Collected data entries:
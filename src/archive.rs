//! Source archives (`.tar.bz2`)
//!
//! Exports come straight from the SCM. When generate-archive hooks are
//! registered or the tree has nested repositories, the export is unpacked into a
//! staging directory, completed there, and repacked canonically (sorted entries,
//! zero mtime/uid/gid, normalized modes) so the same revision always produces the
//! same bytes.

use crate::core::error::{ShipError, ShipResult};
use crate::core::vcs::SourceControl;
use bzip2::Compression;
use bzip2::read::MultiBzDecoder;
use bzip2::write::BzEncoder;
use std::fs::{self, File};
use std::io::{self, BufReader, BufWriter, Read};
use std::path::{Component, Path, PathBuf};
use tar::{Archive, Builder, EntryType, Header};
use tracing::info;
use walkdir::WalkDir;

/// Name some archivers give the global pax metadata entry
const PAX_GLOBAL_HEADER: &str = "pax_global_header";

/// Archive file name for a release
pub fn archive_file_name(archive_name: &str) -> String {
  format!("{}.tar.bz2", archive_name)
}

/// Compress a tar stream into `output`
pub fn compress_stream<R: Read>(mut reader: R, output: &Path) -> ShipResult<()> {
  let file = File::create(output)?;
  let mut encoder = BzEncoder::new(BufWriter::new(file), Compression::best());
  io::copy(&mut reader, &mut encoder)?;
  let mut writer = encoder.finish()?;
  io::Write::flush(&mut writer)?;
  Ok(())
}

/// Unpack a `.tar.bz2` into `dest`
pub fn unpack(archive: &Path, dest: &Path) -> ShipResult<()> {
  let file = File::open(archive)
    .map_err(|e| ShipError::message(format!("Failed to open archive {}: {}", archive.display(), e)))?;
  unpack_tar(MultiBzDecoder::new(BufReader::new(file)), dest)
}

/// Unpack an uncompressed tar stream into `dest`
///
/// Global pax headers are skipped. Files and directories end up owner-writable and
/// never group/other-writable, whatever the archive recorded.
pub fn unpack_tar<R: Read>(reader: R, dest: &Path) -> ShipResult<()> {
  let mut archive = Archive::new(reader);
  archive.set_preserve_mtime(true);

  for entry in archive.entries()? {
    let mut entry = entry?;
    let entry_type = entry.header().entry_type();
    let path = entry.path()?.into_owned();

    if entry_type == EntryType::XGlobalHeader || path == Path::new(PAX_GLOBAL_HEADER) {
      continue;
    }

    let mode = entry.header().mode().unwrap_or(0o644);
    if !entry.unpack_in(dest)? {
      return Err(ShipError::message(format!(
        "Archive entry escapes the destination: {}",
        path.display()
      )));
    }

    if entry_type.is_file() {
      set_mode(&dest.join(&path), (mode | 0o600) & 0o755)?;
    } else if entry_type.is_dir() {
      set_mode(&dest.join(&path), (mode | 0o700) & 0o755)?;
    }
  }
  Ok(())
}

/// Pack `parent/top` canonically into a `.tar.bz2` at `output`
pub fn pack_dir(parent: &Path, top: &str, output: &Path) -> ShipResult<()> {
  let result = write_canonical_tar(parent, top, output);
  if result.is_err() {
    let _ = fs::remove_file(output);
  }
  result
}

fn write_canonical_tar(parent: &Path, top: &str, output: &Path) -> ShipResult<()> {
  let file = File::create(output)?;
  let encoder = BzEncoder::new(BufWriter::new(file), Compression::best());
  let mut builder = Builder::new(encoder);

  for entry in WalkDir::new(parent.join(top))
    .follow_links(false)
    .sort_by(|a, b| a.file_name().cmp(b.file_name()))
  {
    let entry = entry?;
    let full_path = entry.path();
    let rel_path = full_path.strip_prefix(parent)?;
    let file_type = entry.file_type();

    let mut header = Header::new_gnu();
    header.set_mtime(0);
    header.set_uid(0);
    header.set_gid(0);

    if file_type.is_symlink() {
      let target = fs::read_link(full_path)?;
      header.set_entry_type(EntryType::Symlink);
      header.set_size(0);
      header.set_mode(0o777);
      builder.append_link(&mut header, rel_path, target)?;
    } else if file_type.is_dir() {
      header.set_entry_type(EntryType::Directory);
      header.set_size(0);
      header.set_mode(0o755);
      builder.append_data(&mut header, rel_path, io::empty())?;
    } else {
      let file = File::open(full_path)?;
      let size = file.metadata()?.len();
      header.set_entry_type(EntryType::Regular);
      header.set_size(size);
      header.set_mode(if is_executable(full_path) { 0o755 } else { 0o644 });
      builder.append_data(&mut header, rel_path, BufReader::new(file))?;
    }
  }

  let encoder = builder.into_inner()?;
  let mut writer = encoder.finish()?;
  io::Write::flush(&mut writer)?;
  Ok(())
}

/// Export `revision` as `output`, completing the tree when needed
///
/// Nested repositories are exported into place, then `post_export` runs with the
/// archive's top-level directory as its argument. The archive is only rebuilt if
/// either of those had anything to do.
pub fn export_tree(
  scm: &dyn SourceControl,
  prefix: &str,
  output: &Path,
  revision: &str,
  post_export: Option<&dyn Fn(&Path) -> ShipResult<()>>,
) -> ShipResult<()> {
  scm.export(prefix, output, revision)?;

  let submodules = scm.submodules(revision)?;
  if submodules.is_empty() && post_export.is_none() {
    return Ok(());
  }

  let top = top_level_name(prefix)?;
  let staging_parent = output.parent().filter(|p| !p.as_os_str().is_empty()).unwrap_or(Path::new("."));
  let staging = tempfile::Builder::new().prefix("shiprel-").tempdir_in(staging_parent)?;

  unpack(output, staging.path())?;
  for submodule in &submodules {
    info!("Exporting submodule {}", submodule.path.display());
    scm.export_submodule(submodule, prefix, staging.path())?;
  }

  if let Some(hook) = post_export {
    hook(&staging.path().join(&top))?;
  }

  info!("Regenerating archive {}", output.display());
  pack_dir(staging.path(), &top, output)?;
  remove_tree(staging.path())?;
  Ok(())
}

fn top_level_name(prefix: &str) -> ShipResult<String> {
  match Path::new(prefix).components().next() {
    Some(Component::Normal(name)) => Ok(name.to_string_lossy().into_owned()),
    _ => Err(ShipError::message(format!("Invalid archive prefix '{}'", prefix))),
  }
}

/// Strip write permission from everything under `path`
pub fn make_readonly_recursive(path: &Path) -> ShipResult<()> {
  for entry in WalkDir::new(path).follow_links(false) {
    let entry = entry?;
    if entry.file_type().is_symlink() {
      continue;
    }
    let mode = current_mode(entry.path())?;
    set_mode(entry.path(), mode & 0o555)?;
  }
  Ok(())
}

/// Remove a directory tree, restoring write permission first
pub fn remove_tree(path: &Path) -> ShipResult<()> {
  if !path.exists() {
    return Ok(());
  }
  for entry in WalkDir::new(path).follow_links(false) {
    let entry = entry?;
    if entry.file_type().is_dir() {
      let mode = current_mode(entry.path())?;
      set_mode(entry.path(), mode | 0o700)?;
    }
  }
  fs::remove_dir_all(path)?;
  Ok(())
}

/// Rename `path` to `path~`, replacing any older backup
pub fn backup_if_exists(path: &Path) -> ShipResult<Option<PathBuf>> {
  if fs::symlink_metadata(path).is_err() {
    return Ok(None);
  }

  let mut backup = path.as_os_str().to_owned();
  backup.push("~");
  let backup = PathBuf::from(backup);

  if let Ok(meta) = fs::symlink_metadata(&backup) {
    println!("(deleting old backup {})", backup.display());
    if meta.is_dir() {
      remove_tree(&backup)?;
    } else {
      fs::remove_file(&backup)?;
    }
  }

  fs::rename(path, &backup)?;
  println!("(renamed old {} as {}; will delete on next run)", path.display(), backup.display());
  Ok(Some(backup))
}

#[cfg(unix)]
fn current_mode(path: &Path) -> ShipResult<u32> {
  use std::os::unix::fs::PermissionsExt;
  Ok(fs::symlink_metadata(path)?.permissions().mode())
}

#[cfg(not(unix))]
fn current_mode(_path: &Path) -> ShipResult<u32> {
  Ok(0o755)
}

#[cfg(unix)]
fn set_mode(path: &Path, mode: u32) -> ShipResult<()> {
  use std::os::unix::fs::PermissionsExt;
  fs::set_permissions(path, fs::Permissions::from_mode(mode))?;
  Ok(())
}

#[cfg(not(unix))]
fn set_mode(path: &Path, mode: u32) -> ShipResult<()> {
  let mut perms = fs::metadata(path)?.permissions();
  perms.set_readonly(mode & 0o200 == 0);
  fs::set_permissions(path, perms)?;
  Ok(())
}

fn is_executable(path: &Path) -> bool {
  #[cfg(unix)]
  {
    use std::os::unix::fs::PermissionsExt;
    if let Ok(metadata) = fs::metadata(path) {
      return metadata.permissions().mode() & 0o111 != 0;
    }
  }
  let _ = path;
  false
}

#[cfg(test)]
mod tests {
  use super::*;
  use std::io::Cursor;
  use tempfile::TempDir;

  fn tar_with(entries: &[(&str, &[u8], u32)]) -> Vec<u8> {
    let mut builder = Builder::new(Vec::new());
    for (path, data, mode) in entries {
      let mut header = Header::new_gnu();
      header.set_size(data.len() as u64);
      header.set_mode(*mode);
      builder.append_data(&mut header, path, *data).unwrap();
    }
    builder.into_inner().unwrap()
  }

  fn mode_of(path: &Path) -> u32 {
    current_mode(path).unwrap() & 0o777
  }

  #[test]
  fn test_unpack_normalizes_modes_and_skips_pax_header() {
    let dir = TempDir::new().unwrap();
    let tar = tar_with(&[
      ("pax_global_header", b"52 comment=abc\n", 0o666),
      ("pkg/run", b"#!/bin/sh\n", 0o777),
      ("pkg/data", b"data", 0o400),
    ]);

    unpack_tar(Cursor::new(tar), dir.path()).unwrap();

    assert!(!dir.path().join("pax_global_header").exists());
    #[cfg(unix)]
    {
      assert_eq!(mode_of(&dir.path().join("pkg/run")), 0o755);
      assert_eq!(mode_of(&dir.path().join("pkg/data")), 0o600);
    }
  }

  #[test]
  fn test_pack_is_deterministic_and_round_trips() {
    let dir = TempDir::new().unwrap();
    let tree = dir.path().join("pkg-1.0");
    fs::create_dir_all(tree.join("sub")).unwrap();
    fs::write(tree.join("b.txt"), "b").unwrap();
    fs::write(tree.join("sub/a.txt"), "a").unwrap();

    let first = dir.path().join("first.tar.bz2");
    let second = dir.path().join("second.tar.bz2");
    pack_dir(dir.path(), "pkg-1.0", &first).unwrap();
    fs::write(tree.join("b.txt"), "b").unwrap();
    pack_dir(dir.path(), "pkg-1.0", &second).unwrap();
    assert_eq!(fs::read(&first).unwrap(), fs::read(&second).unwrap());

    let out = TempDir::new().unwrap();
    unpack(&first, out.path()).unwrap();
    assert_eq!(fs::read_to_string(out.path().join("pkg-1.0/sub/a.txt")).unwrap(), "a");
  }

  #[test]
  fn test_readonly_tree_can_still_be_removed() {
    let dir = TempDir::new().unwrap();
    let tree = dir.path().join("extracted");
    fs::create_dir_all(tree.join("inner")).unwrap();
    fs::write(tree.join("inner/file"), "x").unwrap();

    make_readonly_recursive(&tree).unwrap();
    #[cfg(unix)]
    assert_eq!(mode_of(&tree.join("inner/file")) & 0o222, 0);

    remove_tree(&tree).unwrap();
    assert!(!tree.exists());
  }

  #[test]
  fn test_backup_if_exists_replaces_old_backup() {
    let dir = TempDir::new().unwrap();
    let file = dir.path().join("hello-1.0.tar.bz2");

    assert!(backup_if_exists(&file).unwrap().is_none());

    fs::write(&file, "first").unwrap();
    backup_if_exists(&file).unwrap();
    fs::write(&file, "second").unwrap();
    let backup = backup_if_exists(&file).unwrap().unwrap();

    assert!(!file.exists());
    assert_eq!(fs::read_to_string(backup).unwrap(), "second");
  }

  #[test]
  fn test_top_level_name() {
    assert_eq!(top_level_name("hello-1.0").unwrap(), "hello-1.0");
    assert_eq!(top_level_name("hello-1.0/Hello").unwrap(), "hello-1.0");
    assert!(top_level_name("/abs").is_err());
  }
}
---
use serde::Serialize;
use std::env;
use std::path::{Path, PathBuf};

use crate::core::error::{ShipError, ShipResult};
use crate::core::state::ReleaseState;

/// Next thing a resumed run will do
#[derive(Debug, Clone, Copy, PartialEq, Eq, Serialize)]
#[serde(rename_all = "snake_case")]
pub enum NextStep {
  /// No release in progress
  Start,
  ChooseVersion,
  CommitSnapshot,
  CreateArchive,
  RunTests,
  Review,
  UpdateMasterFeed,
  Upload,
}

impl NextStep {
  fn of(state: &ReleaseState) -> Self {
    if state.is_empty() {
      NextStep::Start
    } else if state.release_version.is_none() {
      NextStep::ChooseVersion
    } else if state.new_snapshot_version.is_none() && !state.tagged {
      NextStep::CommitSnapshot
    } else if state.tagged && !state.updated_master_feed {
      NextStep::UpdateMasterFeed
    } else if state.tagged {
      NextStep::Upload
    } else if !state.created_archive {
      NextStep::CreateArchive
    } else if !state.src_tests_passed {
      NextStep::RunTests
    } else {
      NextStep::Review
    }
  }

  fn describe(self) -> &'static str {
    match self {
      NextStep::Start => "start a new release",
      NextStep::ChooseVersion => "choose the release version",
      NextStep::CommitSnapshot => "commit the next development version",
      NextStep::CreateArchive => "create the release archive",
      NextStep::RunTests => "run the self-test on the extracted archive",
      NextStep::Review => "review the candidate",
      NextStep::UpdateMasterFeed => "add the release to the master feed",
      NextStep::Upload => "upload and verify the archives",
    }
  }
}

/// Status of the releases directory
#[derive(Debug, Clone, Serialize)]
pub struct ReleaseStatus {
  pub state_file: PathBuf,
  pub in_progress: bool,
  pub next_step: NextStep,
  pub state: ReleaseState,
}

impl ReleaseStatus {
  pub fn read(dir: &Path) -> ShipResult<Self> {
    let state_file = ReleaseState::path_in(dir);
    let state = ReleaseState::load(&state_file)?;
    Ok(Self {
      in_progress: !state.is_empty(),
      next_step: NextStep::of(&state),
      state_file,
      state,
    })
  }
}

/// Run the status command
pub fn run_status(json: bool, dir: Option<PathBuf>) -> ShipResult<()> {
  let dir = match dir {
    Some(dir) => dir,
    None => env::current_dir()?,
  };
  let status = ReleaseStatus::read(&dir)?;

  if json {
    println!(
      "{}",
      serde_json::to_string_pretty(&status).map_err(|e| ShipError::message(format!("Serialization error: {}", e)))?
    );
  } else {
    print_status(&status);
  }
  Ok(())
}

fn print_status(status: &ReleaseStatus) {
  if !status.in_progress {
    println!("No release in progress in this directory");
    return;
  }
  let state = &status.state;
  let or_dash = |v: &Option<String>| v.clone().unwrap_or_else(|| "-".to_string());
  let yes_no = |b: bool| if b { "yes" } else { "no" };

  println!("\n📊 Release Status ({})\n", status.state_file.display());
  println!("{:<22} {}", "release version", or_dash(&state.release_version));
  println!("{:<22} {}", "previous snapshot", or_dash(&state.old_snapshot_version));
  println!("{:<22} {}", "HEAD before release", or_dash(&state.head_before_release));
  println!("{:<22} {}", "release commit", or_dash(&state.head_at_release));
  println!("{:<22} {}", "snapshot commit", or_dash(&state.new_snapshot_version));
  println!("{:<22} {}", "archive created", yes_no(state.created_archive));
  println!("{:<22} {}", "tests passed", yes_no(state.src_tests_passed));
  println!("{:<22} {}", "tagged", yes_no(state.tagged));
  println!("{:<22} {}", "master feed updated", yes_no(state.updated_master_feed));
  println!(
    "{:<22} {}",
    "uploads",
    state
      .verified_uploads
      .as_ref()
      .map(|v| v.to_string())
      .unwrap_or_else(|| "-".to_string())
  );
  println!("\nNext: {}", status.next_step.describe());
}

BRIEF: Show each line in the entries that holds the string "submodules".

THE ANSWER:
  let submodules = scm.submodules(revision)?;
  if submodules.is_empty() && post_export.is_none() {
  for submodule in &submodules {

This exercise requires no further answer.